I love that I’ve been on the planet almost 40 years and yet I can still have “aha” moments about how to go about my life. There is just so much learning to do! I was talking with my dear sister in law, Lindsay Poelman, who is a life coach as well as a super intelligent, kind person. She taught me something that I think could be an absolute game changer in terms of interactions with close family members who are less than perfect (as much as we wish they were). In every situation we get to choose what story we tell ourselves about what is going on. We can choose to be annoyed or offended or bugged. Or we can choose compassion.

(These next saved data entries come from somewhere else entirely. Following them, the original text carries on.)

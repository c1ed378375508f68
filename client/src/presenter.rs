use baton_battle::{SwitchInBuilder, TrackedField, TurnActionBuilder};
use baton_protocol::{Event, PhaseState, TargetMask};

/// Trait for the UI layer driven by a [`BattleSession`](crate::BattleSession).
///
/// All methods have default no-op implementations, so you only need to
/// implement the ones you care about. Every call happens on the presentation
/// thread, inside [`BattleSession::tick`](crate::BattleSession::tick) or one of
/// the input methods.
///
/// # Example
///
/// ```ignore
/// struct Log;
///
/// impl Presenter for Log {
///     fn on_message(&mut self, text: &str) {
///         println!("{}", text);
///     }
/// }
/// ```
pub trait Presenter {
    /// Custom text for a message-bearing event.
    /// `None` falls back to the simulation's default text; an empty string
    /// skips the message.
    fn message_override(&mut self, event: &Event) -> Option<String> {
        let _ = event;
        None
    }

    /// A message is now shown and holds the simulation until it is advanced
    fn on_message(&mut self, text: &str) {
        let _ = text;
    }

    /// Display state changed at the positions in `changed`
    fn on_field_changed(&mut self, changed: TargetMask, field: &TrackedField) {
        let _ = (changed, field);
    }

    /// The turn builder is waiting for a decision (called again after every
    /// accepted push or undo)
    fn on_turn_input(&mut self, builder: &TurnActionBuilder) {
        let _ = builder;
    }

    /// The switch-in builder is waiting for replacements
    fn on_switch_input(&mut self, builder: &SwitchInBuilder) {
        let _ = builder;
    }

    fn on_phase(&mut self, phase: PhaseState) {
        let _ = phase;
    }
}

/// Presents nothing
impl Presenter for () {}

Here’s how she explained it to me. Say I really, really want my son (or husband or daughter) to take out the trash. I ask him to, and he doesn’t. I wait to see what is going to happen and guess what? He doesn’t take out the trash. Here’s where I have a choice. (As Stephen Covey puts it, what makes us different from animals is that between stimulus and response there is a pause.) What story will I tell myself? This one: “He is so lazy! He never listens! He expects me to do everything!” Yeah, I’ve been there. I hate to admit it but I have. I believe that’s sort of a natural, self-preservation gut reaction. But here is the other option: compassion. I could tell myself this story: “Poor guy. He must be stressed. He must have a lot going on. I wonder what is on his mind.”
Did you feel the difference? If I can respond with compassion, that can change everything. I’m not saying that kids shouldn’t take out the trash when they are supposed to. I am saying that I get to be in charge of my reaction. Lindsay told me about how she learned to respond to her husband (who was going through severe depression and anxiety) with compassion instead of resentment. That tweak helped put her on a path to free herself to be her best, most successful self. It also allowed him the freedom and love to start healing as well. I give her huge props for her strength and love and compassion. At the end of the day, we can’t control the people around us. And we shouldn’t try. What we can do is love them and help them to be the best they are capable of being, in their own way and time.

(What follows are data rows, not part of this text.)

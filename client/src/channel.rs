//! Single-slot event handoff between simulation and presentation threads
//!
//! The simulation side calls [`EventPublisher::publish`], which parks the
//! calling thread until the presentation side has taken the event and called
//! [`EventReceiver::resume`]. Phase notifications travel on a separate queue
//! and never park anyone.

use std::sync::Arc;
use std::sync::atomic::{AtomicBool, Ordering};

use baton_protocol::{Event, PhaseState};
use thiserror::Error;
use tokio::sync::mpsc::error::TryRecvError;
use tokio::sync::{mpsc, oneshot};
use tracing::{trace, warn};

#[derive(Error, Debug, Clone, Copy, PartialEq, Eq)]
pub enum ChannelError {
    #[error("An event was published while another was still waiting for resume")]
    Overlap,

    #[error("Resume called with no event pending")]
    NothingPending,

    #[error("Event channel closed")]
    Closed,
}

/// An event and the gate its publisher is parked on
struct Parcel {
    event: Event,
    gate: oneshot::Sender<()>,
}

/// Create a connected publisher/receiver pair
pub fn event_channel() -> (EventPublisher, EventReceiver) {
    let (events_tx, events_rx) = mpsc::channel(1);
    let (phases_tx, phases_rx) = mpsc::unbounded_channel();
    let in_flight = Arc::new(AtomicBool::new(false));
    let overlapped = Arc::new(AtomicBool::new(false));

    let publisher = EventPublisher {
        events: events_tx,
        phases: phases_tx,
        in_flight: Arc::clone(&in_flight),
        overlapped: Arc::clone(&overlapped),
    };
    let receiver = EventReceiver {
        events: events_rx,
        phases: phases_rx,
        in_flight,
        overlapped,
        pending: None,
    };

    (publisher, receiver)
}

/// Simulation-side half of the channel.
///
/// Cloneable and `Send`; every simulation thread gets its own clone.
#[derive(Clone)]
pub struct EventPublisher {
    events: mpsc::Sender<Parcel>,
    phases: mpsc::UnboundedSender<PhaseState>,
    in_flight: Arc<AtomicBool>,
    overlapped: Arc<AtomicBool>,
}

impl EventPublisher {
    /// Hand `event` to the presentation thread and block until it is resumed.
    ///
    /// Must be called from a plain thread, never from inside an async
    /// runtime. An overlapping publish is also reported to the receiver,
    /// which fails every later poll with [`ChannelError::Overlap`].
    pub fn publish(&self, event: Event) -> Result<(), ChannelError> {
        if self.in_flight.swap(true, Ordering::AcqRel) {
            self.overlapped.store(true, Ordering::Release);
            warn!(event = event.name(), "Event published while another is pending");
            return Err(ChannelError::Overlap);
        }

        let name = event.name();
        let (gate, parked) = oneshot::channel();
        if self.events.blocking_send(Parcel { event, gate }).is_err() {
            self.in_flight.store(false, Ordering::Release);
            return Err(ChannelError::Closed);
        }

        trace!(event = name, "Parked until resume");
        parked.blocking_recv().map_err(|_| {
            self.in_flight.store(false, Ordering::Release);
            ChannelError::Closed
        })
    }

    /// Report a finished phase. Never blocks.
    pub fn notify_phase(&self, phase: PhaseState) -> Result<(), ChannelError> {
        self.phases.send(phase).map_err(|_| ChannelError::Closed)
    }

    /// Whether the presentation side has gone away
    pub fn is_closed(&self) -> bool {
        self.events.is_closed()
    }
}

/// Presentation-side half of the channel.
///
/// Closing it (or dropping it) wakes any parked publisher with
/// [`ChannelError::Closed`].
pub struct EventReceiver {
    events: mpsc::Receiver<Parcel>,
    phases: mpsc::UnboundedReceiver<PhaseState>,
    in_flight: Arc<AtomicBool>,
    overlapped: Arc<AtomicBool>,
    pending: Option<oneshot::Sender<()>>,
}

impl EventReceiver {
    /// Take the published event, if there is one. Never blocks.
    ///
    /// The event stays pending until [`resume`](Self::resume) is called;
    /// nothing new can arrive in the meantime.
    pub fn take_pending(&mut self) -> Result<Option<Event>, ChannelError> {
        self.ensure_ordered()?;
        if self.pending.is_some() {
            return Ok(None);
        }

        match self.events.try_recv() {
            Ok(Parcel { event, gate }) => {
                self.pending = Some(gate);
                Ok(Some(event))
            }
            Err(TryRecvError::Empty) => Ok(None),
            Err(TryRecvError::Disconnected) => Err(ChannelError::Closed),
        }
    }

    /// Whether an event has been taken but not resumed
    pub fn has_pending(&self) -> bool {
        self.pending.is_some()
    }

    /// Release the publisher parked on the pending event
    pub fn resume(&mut self) -> Result<(), ChannelError> {
        let gate = self.pending.take().ok_or(ChannelError::NothingPending)?;
        self.in_flight.store(false, Ordering::Release);
        gate.send(()).map_err(|_| ChannelError::Closed)
    }

    /// Next phase notification, if any. Never blocks.
    pub fn poll_phase(&mut self) -> Result<Option<PhaseState>, ChannelError> {
        self.ensure_ordered()?;
        Ok(self.phases.try_recv().ok())
    }

    /// Fails once any publisher has broken the one-event-at-a-time rule
    pub fn ensure_ordered(&self) -> Result<(), ChannelError> {
        if self.overlapped.load(Ordering::Acquire) {
            Err(ChannelError::Overlap)
        } else {
            Ok(())
        }
    }

    /// Stop accepting events and wake every parked publisher
    pub fn close(&mut self) {
        self.events.close();
        self.phases.close();
        self.pending = None;
        // Gates still sitting in the buffer belong to parked publishers too
        while let Ok(parcel) = self.events.try_recv() {
            drop(parcel.gate);
        }
    }

    pub fn is_closed(&self) -> bool {
        self.events.is_closed()
    }
}

impl Drop for EventReceiver {
    fn drop(&mut self) {
        self.close();
    }
}

#[cfg(test)]
mod tests {
    use std::thread;
    use std::time::{Duration, Instant};

    use super::*;

    fn narration(text: &str) -> Event {
        Event::Narration {
            text: text.to_string(),
        }
    }

    /// Poll until the publisher thread's event shows up
    fn wait_for_event(receiver: &mut EventReceiver) -> Event {
        let deadline = Instant::now() + Duration::from_secs(5);
        loop {
            if let Some(event) = receiver.take_pending().unwrap() {
                return event;
            }
            assert!(Instant::now() < deadline, "timed out waiting for event");
            thread::sleep(Duration::from_millis(1));
        }
    }

    #[test]
    fn test_publish_parks_until_resume() {
        let (publisher, mut receiver) = event_channel();

        let sim = thread::spawn(move || publisher.publish(narration("A wild battle!")));

        let event = wait_for_event(&mut receiver);
        assert_eq!(event, narration("A wild battle!"));
        assert!(receiver.has_pending());

        // Still parked
        thread::sleep(Duration::from_millis(20));
        assert!(!sim.is_finished());

        receiver.resume().unwrap();
        assert_eq!(sim.join().unwrap(), Ok(()));
        assert!(!receiver.has_pending());
    }

    #[test]
    fn test_events_arrive_in_order() {
        let (publisher, mut receiver) = event_channel();

        let sim = thread::spawn(move || -> Result<(), ChannelError> {
            publisher.publish(narration("one"))?;
            publisher.publish(narration("two"))?;
            Ok(())
        });

        assert_eq!(wait_for_event(&mut receiver), narration("one"));
        receiver.resume().unwrap();
        assert_eq!(wait_for_event(&mut receiver), narration("two"));
        receiver.resume().unwrap();

        assert_eq!(sim.join().unwrap(), Ok(()));
    }

    #[test]
    fn test_resume_without_pending() {
        let (_publisher, mut receiver) = event_channel();
        assert_eq!(receiver.resume(), Err(ChannelError::NothingPending));
    }

    #[test]
    fn test_double_resume() {
        let (publisher, mut receiver) = event_channel();
        let sim = thread::spawn(move || publisher.publish(narration("hi")));

        wait_for_event(&mut receiver);
        receiver.resume().unwrap();
        assert_eq!(receiver.resume(), Err(ChannelError::NothingPending));
        assert_eq!(sim.join().unwrap(), Ok(()));
    }

    #[test]
    fn test_overlapping_publish() {
        let (publisher, mut receiver) = event_channel();
        let second = publisher.clone();

        let sim = thread::spawn(move || publisher.publish(narration("first")));
        wait_for_event(&mut receiver);

        assert_eq!(second.publish(narration("second")), Err(ChannelError::Overlap));
        assert_eq!(receiver.ensure_ordered(), Err(ChannelError::Overlap));
        assert_eq!(receiver.poll_phase(), Err(ChannelError::Overlap));
        assert_eq!(receiver.take_pending(), Err(ChannelError::Overlap));

        receiver.resume().unwrap();
        assert_eq!(sim.join().unwrap(), Ok(()));
    }

    #[test]
    fn test_close_wakes_parked_publisher() {
        let (publisher, mut receiver) = event_channel();
        let after = publisher.clone();

        let sim = thread::spawn(move || publisher.publish(narration("stuck")));
        wait_for_event(&mut receiver);

        receiver.close();
        assert_eq!(sim.join().unwrap(), Err(ChannelError::Closed));
        assert!(after.is_closed());
        assert_eq!(after.publish(narration("late")), Err(ChannelError::Closed));
    }

    #[test]
    fn test_drop_wakes_buffered_publisher() {
        let (publisher, receiver) = event_channel();

        let sim = thread::spawn(move || publisher.publish(narration("never taken")));
        thread::sleep(Duration::from_millis(20));
        drop(receiver);

        assert_eq!(sim.join().unwrap(), Err(ChannelError::Closed));
    }

    #[test]
    fn test_phase_notifications() {
        let (publisher, mut receiver) = event_channel();
        assert_eq!(receiver.poll_phase(), Ok(None));

        publisher.notify_phase(PhaseState::ReadyToRunTurn).unwrap();
        publisher.notify_phase(PhaseState::Ended).unwrap();

        assert_eq!(receiver.poll_phase(), Ok(Some(PhaseState::ReadyToRunTurn)));
        assert_eq!(receiver.poll_phase(), Ok(Some(PhaseState::Ended)));
        assert_eq!(receiver.poll_phase(), Ok(None));
    }
}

I am not perfect at this approach, but I’m trying. I had the opportunity to test the theory out the other morning. Scott had said something to me when he was in a hurry to get to work and my first reaction was to be offended. Then I told myself to practice compassion. “Poor guy,” I said to myself. “He must be really stressed at work right now.” Amazing the difference. Sure enough, just a few minutes later he apologized and told me he had a lot on his mind and was super stressed (with a crazy busy business to run and a scoutmaster calling that keeps him hopping). What freedom this new approach could offer! Talk about saving energy–I would so much rather give the benefit of the doubt to the people I love than waste time letting my pride get a grip on my emotions.
So going forward, I challenge you to stop before you react when someone has done something you dislike and ask yourself, “How can I react with compassion?” That’s my plan. I’ll probably get it wrong a lot, but when I get it right, it’s going to feel great.